It’s been a while, gentle reader, since my last post. It isn’t that I haven’t been writing code, but rather that much of what I write is for internal use only. Recently I was asked to write a PowerShell script to show the advanced security for any AD object, without relying on the ActiveDirectory module. The challenge with enumerating the security of an AD object is that you have to do a lookup of the both the IdentityReference – the user or group with the delegated permission, plus a lookup of the Active Directory rights (which appear as GUIDs) from the the AD Schema. To make things, fun, there are “Extended Rights” in a different location from the ordinary list of rights delegated.
The natural impulse is to create a hashtable of all the GUID to rights names, but this can take an insufferable amount of time. Instead, I am looking them up as encountered. I found Convert-ADACL, written by Nathan Linley in 2012, and heavily modified it to form the lookup function of the script. When you view the code, you will see that there are two hashtables, one for the Schema GUID to name mapping, and another for SID to AD object name mapping. Each time a GUID or SID is looked up it it put into the proper hashtable to speed up subsequent lookups. I have pre-populated some values in the GUID hashtable, and in my production environment I have also pre-populated some known broken SIDs.

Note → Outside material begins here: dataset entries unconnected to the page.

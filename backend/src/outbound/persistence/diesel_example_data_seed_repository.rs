//! PostgreSQL-backed example data seeding adapter.
//!
//! This adapter implements the `ExampleDataSeedRepository` port, applying
//! example data within a single transaction. It records the seed run and
//! inserts the generated postings atomically; postings that already exist are
//! left untouched.

use async_trait::async_trait;
use diesel::prelude::*;
use diesel_async::scoped_futures::ScopedFutureExt;
use diesel_async::{AsyncConnection, RunQueryDsl};

use crate::domain::ports::{
    ExampleDataSeedRepository, ExampleDataSeedRepositoryError, ExampleDataSeedRequest,
    SeedingResult,
};

use super::diesel_basic_error_mapping::{map_basic_diesel_error, map_basic_pool_error};
use super::models::{NewExampleDataRunRow, NewPostingRow};
use super::pool::{DbPool, PoolError};
use super::schema::{example_data_runs, postings};

/// Diesel-backed implementation of the example data seeding repository.
#[derive(Clone)]
pub struct DieselExampleDataSeedRepository {
    pool: DbPool,
}

impl DieselExampleDataSeedRepository {
    /// Create a new seeding repository with the given connection pool.
    ///
    /// # Examples
    ///
    /// ```rust,no_run
    /// use jobboard::outbound::persistence::{
    ///     DbPool, DieselExampleDataSeedRepository, PoolConfig,
    /// };
    ///
    /// # async fn run() -> Result<(), Box<dyn std::error::Error>> {
    /// let pool = DbPool::new(PoolConfig::new("postgres://localhost")).await?;
    /// let repository = DieselExampleDataSeedRepository::new(pool);
    /// # let _ = repository;
    /// # Ok(())
    /// # }
    /// ```
    pub fn new(pool: DbPool) -> Self {
        Self { pool }
    }
}

/// Map pool errors to domain persistence errors.
fn map_pool_error(error: PoolError) -> ExampleDataSeedRepositoryError {
    map_basic_pool_error(error, ExampleDataSeedRepositoryError::connection)
}

/// Map Diesel errors to domain persistence errors.
fn map_diesel_error(error: diesel::result::Error) -> ExampleDataSeedRepositoryError {
    map_basic_diesel_error(
        error,
        ExampleDataSeedRepositoryError::query,
        ExampleDataSeedRepositoryError::connection,
    )
}

#[async_trait]
impl ExampleDataSeedRepository for DieselExampleDataSeedRepository {
    async fn seed_example_data(
        &self,
        request: ExampleDataSeedRequest,
    ) -> Result<SeedingResult, ExampleDataSeedRepositoryError> {
        let ExampleDataSeedRequest {
            seed_key,
            posting_count,
            seed,
            postings: seeded,
        } = request;
        let posting_rows: Vec<NewPostingRow<'_>> = seeded.iter().map(NewPostingRow::from).collect();
        let mut conn = self.pool.get().await.map_err(map_pool_error)?;

        let result = conn
            .transaction(|conn| {
                async move {
                    let new_run = NewExampleDataRunRow {
                        seed_key: seed_key.as_str(),
                        posting_count,
                        seed,
                    };

                    let rows_affected = diesel::insert_into(example_data_runs::table)
                        .values(&new_run)
                        .on_conflict(example_data_runs::seed_key)
                        .do_nothing()
                        .execute(conn)
                        .await?;

                    if rows_affected == 0 {
                        return Ok(SeedingResult::AlreadySeeded);
                    }

                    if posting_rows.is_empty() {
                        return Ok(SeedingResult::Applied);
                    }

                    diesel::insert_into(postings::table)
                        .values(&posting_rows)
                        .on_conflict(postings::id)
                        .do_nothing()
                        .execute(conn)
                        .await?;

                    Ok(SeedingResult::Applied)
                }
                .scope_boxed()
            })
            .await
            .map_err(map_diesel_error)?;

        Ok(result)
    }
}
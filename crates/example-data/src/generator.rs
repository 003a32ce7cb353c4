//! Deterministic posting generation from seed definitions.
//!
//! The same seed definition and vocabulary always produce identical output.

use rand::seq::IndexedRandom;
use rand::{Rng, SeedableRng};
use rand_chacha::ChaCha8Rng;
use uuid::Uuid;

use crate::error::GenerationError;
use crate::registry::SeedDefinition;
use crate::seed::ExamplePostingSeed;
use crate::vocabulary::Vocabulary;

/// Generates example postings from a seed definition.
///
/// Each field is drawn independently from the matching vocabulary list using
/// a `ChaCha8` RNG seeded from the definition, so identifiers and text are
/// reproducible across runs and platforms.
///
/// # Errors
///
/// Returns [`GenerationError::EmptyVocabulary`] when any list is empty and at
/// least one posting is requested.
///
/// # Example
///
/// ```
/// use example_data::{SeedDefinition, Vocabulary, generate_example_postings};
///
/// let seed = SeedDefinition::new("demo", 7, 2);
/// let first = generate_example_postings(&Vocabulary::default(), &seed).expect("generated");
/// let second = generate_example_postings(&Vocabulary::default(), &seed).expect("generated");
///
/// assert_eq!(first, second);
/// ```
pub fn generate_example_postings(
    vocabulary: &Vocabulary,
    seed: &SeedDefinition,
) -> Result<Vec<ExamplePostingSeed>, GenerationError> {
    if seed.posting_count() == 0 {
        return Ok(Vec::new());
    }
    ensure_populated(vocabulary)?;

    let mut rng = ChaCha8Rng::seed_from_u64(seed.seed());
    (0..seed.posting_count())
        .map(|_| generate_posting(&mut rng, vocabulary))
        .collect()
}

fn ensure_populated(vocabulary: &Vocabulary) -> Result<(), GenerationError> {
    let lists: [(&'static str, &[String]); 5] = [
        ("titles", &vocabulary.titles),
        ("locations", &vocabulary.locations),
        ("styles", &vocabulary.styles),
        ("experiences", &vocabulary.experiences),
        ("compensations", &vocabulary.compensations),
    ];
    match lists.iter().find(|(_, values)| values.is_empty()) {
        Some((field, _)) => Err(GenerationError::EmptyVocabulary { field: *field }),
        None => Ok(()),
    }
}

fn pick(
    rng: &mut ChaCha8Rng,
    values: &[String],
    field: &'static str,
) -> Result<String, GenerationError> {
    values
        .choose(rng)
        .cloned()
        .ok_or(GenerationError::EmptyVocabulary { field })
}

fn generate_posting(
    rng: &mut ChaCha8Rng,
    vocabulary: &Vocabulary,
) -> Result<ExamplePostingSeed, GenerationError> {
    let id = Uuid::from_u128(rng.random());
    Ok(ExamplePostingSeed {
        id,
        title: pick(rng, &vocabulary.titles, "titles")?,
        location: pick(rng, &vocabulary.locations, "locations")?,
        style: pick(rng, &vocabulary.styles, "styles")?,
        experience: pick(rng, &vocabulary.experiences, "experiences")?,
        compensation: pick(rng, &vocabulary.compensations, "compensations")?,
        description: vocabulary.description.clone(),
    })
}
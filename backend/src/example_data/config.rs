//! Settings for seeding demo postings at startup, read with OrthoConfig from
//! `JOBBOARD_SEED_*` variables, a config file or flags.

use std::path::PathBuf;

use ortho_config::OrthoConfig;
use serde::Deserialize;

const DEFAULT_SEED_NAME: &str = "sunrise-flow";

/// Largest posting batch a single seed run may insert.
pub const MAX_SEED_POSTINGS: usize = 200;

fn bundled_registry() -> PathBuf {
    PathBuf::from(env!("CARGO_MANIFEST_DIR"))
        .join("fixtures")
        .join("example-data")
        .join("seeds.json")
}

/// Which registry seed to apply and how many postings it should produce.
#[derive(Debug, Clone, Deserialize, OrthoConfig)]
#[ortho_config(prefix = "JOBBOARD_SEED")]
pub struct PostingSeedSettings {
    /// Seed demo postings on startup.
    #[ortho_config(default = false)]
    pub enabled: bool,
    /// Registry entry to apply; `sunrise-flow` when absent.
    pub name: Option<String>,
    /// Override for the registry's posting count.
    #[ortho_config(file_key = "posting_count")]
    pub postings: Option<usize>,
    /// Registry file; the bundled fixture when absent.
    pub registry: Option<PathBuf>,
}

impl PostingSeedSettings {
    /// Settings with seeding switched off.
    pub fn disabled() -> Self {
        Self {
            enabled: false,
            name: None,
            postings: None,
            registry: None,
        }
    }

    /// Whether seeding should run.
    pub fn is_enabled(&self) -> bool {
        self.enabled
    }

    /// Trimmed seed name, or `None` when one was configured blank.
    pub fn seed_name(&self) -> Option<&str> {
        match self.name.as_deref().map(str::trim) {
            None => Some(DEFAULT_SEED_NAME),
            Some("") => None,
            Some(name) => Some(name),
        }
    }

    /// Posting count override capped at [`MAX_SEED_POSTINGS`]; zero means
    /// the registry decides.
    pub fn posting_count(&self) -> Option<usize> {
        self.postings
            .filter(|count| *count > 0)
            .map(|count| count.min(MAX_SEED_POSTINGS))
    }

    /// Registry location.
    pub fn registry_path(&self) -> PathBuf {
        self.registry.clone().unwrap_or_else(bundled_registry)
    }
}

#[cfg(test)]
mod tests {
    use super::*;
    use std::ffi::OsString;

    use env_lock::lock_env;
    use rstest::rstest;

    const VARS: [&str; 4] = [
        "JOBBOARD_SEED_ENABLED",
        "JOBBOARD_SEED_NAME",
        "JOBBOARD_SEED_POSTINGS",
        "JOBBOARD_SEED_REGISTRY",
    ];

    fn load() -> PostingSeedSettings {
        PostingSeedSettings::load_from_iter([OsString::from("jobboard")])
            .expect("seed settings load")
    }

    #[rstest]
    fn seeding_is_off_by_default() {
        let _guard = lock_env(VARS.map(|name| (name, None::<String>)));

        let settings = load();
        assert!(!settings.is_enabled());
        assert_eq!(settings.seed_name(), Some(DEFAULT_SEED_NAME));
        assert_eq!(settings.registry_path(), bundled_registry());
        assert_eq!(settings.posting_count(), None);
    }

    #[rstest]
    fn environment_selects_seed_and_count() {
        let _guard = lock_env([
            ("JOBBOARD_SEED_ENABLED", Some("true".to_owned())),
            ("JOBBOARD_SEED_NAME", Some(" evening-yin ".to_owned())),
            ("JOBBOARD_SEED_POSTINGS", Some("5".to_owned())),
            (
                "JOBBOARD_SEED_REGISTRY",
                Some("/srv/jobboard/seeds.json".to_owned()),
            ),
        ]);

        let settings = load();
        assert!(settings.is_enabled());
        assert_eq!(settings.seed_name(), Some("evening-yin"));
        assert_eq!(settings.posting_count(), Some(5));
        assert_eq!(
            settings.registry_path(),
            PathBuf::from("/srv/jobboard/seeds.json")
        );
    }

    #[rstest]
    #[case(Some(0), None)]
    #[case(Some(12), Some(12))]
    #[case(Some(MAX_SEED_POSTINGS + 1), Some(MAX_SEED_POSTINGS))]
    fn posting_count_is_capped(#[case] raw: Option<usize>, #[case] expected: Option<usize>) {
        let settings = PostingSeedSettings {
            postings: raw,
            ..PostingSeedSettings::disabled()
        };
        assert_eq!(settings.posting_count(), expected);
    }

    #[rstest]
    fn blank_seed_name_is_reported_as_missing() {
        let settings = PostingSeedSettings {
            name: Some("   ".to_owned()),
            ..PostingSeedSettings::disabled()
        };
        assert_eq!(settings.seed_name(), None);
    }
}
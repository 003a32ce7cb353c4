//! Driving port for AI-assisted posting drafts.

use async_trait::async_trait;
use serde::{Deserialize, Serialize};
use utoipa::ToSchema;

use crate::domain::Error;

/// Inputs for a drafted posting.
#[derive(Debug, Clone, Default, PartialEq, Eq, Deserialize, ToSchema)]
#[serde(rename_all = "camelCase")]
pub struct DraftRequest {
    /// Studio location.
    pub location: String,
    /// Yoga style.
    pub category: String,
    /// Required experience; defaults to "any".
    pub experience: Option<String>,
    /// Compensation; defaults to "negotiable".
    pub compensation: Option<String>,
}

/// Generated posting text.
#[derive(Debug, Clone, PartialEq, Eq, Serialize, ToSchema)]
#[serde(rename_all = "camelCase")]
pub struct DraftedPosting {
    /// Draft body.
    pub text: String,
}

/// Drafting use-case.
#[cfg_attr(test, mockall::automock)]
#[async_trait]
pub trait PostingDrafter: Send + Sync {
    /// Generate a posting draft.
    async fn draft(&self, request: DraftRequest) -> Result<DraftedPosting, Error>;
}
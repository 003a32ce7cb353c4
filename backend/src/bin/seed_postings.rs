//! Seed deterministic example postings into PostgreSQL.
#![cfg_attr(not(any(test, doctest)), deny(clippy::unwrap_used))]
#![cfg_attr(not(any(test, doctest)), deny(clippy::expect_used))]

use std::env;
use std::io::{self, Write};
use std::path::PathBuf;
use std::sync::Arc;

use clap::Parser;
use jobboard::domain::ExampleDataSeeder;
use jobboard::domain::ports::SeedingResult;
use jobboard::example_data::load_registry;
use jobboard::outbound::persistence::{
    DbPool, DieselExampleDataSeedRepository, PoolConfig, run_pending_migrations,
};
use mockable::DefaultClock;
use tokio::runtime::Builder;

/// `seed-postings` command arguments.
#[derive(Debug, Clone, Parser)]
#[command(
    name = "seed-postings",
    about = "Insert a named batch of example job postings once",
    version
)]
struct CliArgs {
    /// Seed name from the registry.
    #[arg(long = "seed", value_name = "name", default_value = "sunrise-flow")]
    seed_name: String,
    /// Override the registry's posting count.
    #[arg(long = "count", value_name = "n")]
    count: Option<usize>,
    /// Registry file path.
    #[arg(
        long = "registry",
        value_name = "path",
        default_value = concat!(env!("CARGO_MANIFEST_DIR"), "/fixtures/example-data/seeds.json")
    )]
    registry_path: PathBuf,
    /// Database connection URL. Falls back to `JOBBOARD_DATABASE_URL` when omitted.
    #[arg(long = "database-url", value_name = "url")]
    database_url: Option<String>,
}

fn main() -> io::Result<()> {
    let runtime = Builder::new_current_thread()
        .enable_all()
        .build()
        .map_err(|error| io::Error::other(format!("create Tokio runtime: {error}")))?;
    runtime.block_on(async_main())
}

async fn async_main() -> io::Result<()> {
    let args = CliArgs::try_parse().map_err(io::Error::other)?;
    let database_url = resolve_database_url(args.database_url)?;
    let registry = load_registry(&args.registry_path).map_err(io::Error::other)?;

    run_pending_migrations(&database_url)
        .await
        .map_err(io::Error::other)?;
    let pool = DbPool::new(PoolConfig::new(&database_url))
        .await
        .map_err(|error| io::Error::other(format!("create database pool: {error}")))?;

    let seeder = ExampleDataSeeder::new(
        Arc::new(DieselExampleDataSeedRepository::new(pool)),
        Arc::new(DefaultClock),
    );
    let outcome = seeder
        .seed_from_registry(&registry, &args.seed_name, args.count)
        .await
        .map_err(|error| io::Error::other(format!("seeding failed: {error}")))?;

    let status = match outcome.result {
        SeedingResult::Applied => "applied",
        SeedingResult::AlreadySeeded => "already-seeded",
    };
    let mut stdout = io::stdout().lock();
    writeln!(stdout, "status={status}")?;
    writeln!(stdout, "seed={}", outcome.seed_key)?;
    writeln!(stdout, "posting_count={}", outcome.posting_count)?;
    Ok(())
}

fn resolve_database_url(flag: Option<String>) -> io::Result<String> {
    flag.or_else(|| env::var("JOBBOARD_DATABASE_URL").ok())
        .filter(|url| !url.trim().is_empty())
        .ok_or_else(|| io::Error::other("--database-url or JOBBOARD_DATABASE_URL is required"))
}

The result of this challenge is Get-ADobjPermissions.ps1. The script runs with reasonable speed, and takes a distinguishedName as input. This is because it was written to be called from another program, and because it is easy enough to get this information from AD for any object. When I tried dressing this up to take alternate inputs, it just got ugly. This works in a multi-domain forest, and is quicker than looking at the advanced security tab in ADUC.